La primera vuelta de la elección presidencial en Egipto concluyó este jueves, tras dos días de votación sin incidentes importantes en los que se decide el sucesor de Hosni Mubarak entre islamistas y figuras del ex régimen.
Los resultados de esta primera vuelta deben ser anunciados en principio el 27 de mayo próximo. Los colegios electorales cerraron a las 21H00 locales (19H00 GMT), en lugar de las 20H00 (18H00 GMT), como se preveía inicialmente, para recibir a un mayor número de electores. Los colegios abrieron a las 08H00 locales.
Tres horas antes del cierre, el presidente de la Comisión Electoral, Faruk Soltan, estimó la tasa de participación en un 50%. Citado por la agencia oficial Mena, Soltan declaró también que el segundo día de votación se desarrolló en general de forma "tranquila y organizada".

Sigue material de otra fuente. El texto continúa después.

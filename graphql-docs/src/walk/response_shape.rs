use super::VisitPath;
use crate::schema::Field;
use crate::schema::TypeGraph;
use crate::schema::TypeKind;

/// Builds the selection needed to fetch every leaf below `field`.
///
/// An empty string means the field contributes nothing: it closes a cycle,
/// it is an enum, or its type is unknown. When `field` is the root of the
/// walk its own name is left out and a selection, if any, is only wrapped in
/// braces.
pub fn shape<F: Field + ?Sized>(graph: &TypeGraph, field: &F, path: &VisitPath) -> String {
    let name = field.resolved_type().name;
    if path.contains(&name) {
        tracing::trace!(field = field.name(), ty = %name, "type already visited, dropping selection");
        return String::new();
    }
    let path = path.with(&name);
    let is_root = path.is_root();

    match graph.classify(&name) {
        TypeKind::Builtin(_) | TypeKind::CustomScalar => {
            if is_root {
                String::new()
            } else {
                field.name().to_owned()
            }
        }
        TypeKind::Enum(_) | TypeKind::Unresolved => String::new(),
        TypeKind::Object(object) => {
            let selections = object
                .fields
                .values()
                .map(|child| shape(graph, child, &path))
                .filter(|selection| !selection.is_empty())
                .collect::<Vec<_>>();
            match (is_root, selections.is_empty()) {
                (true, true) => String::new(),
                (true, false) => format!("{{ {} }}", selections.join(" ")),
                (false, true) => field.name().to_owned(),
                (false, false) => format!("{} {{ {} }}", field.name(), selections.join(" ")),
            }
        }
    }
}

Si ninguno de los 12 candidatos en liza logra la mayoría absoluta, está prevista una segunda vuelta los días 16 y 17 de junio. "Vamos a votar sin saber quién va a ganar", se felicitó Noha Hamdi, de 27 años, en un colegio electoral. "Antes no había votado nunca porque el ganador se conocía de antemano. Esta vez siento que mi voto (...) marcará una diferencia".
Este jueves se preveía una mayor participación que la víspera, dado que las autoridades decretaron día libre para los funcionarios a fin de que puedan ir a votar.
El ministro de Interior, Mohamed Ibrahim, indicó que sólo se registraron "contravenciones menores", que no perturbaron el desarrollo de los comicios.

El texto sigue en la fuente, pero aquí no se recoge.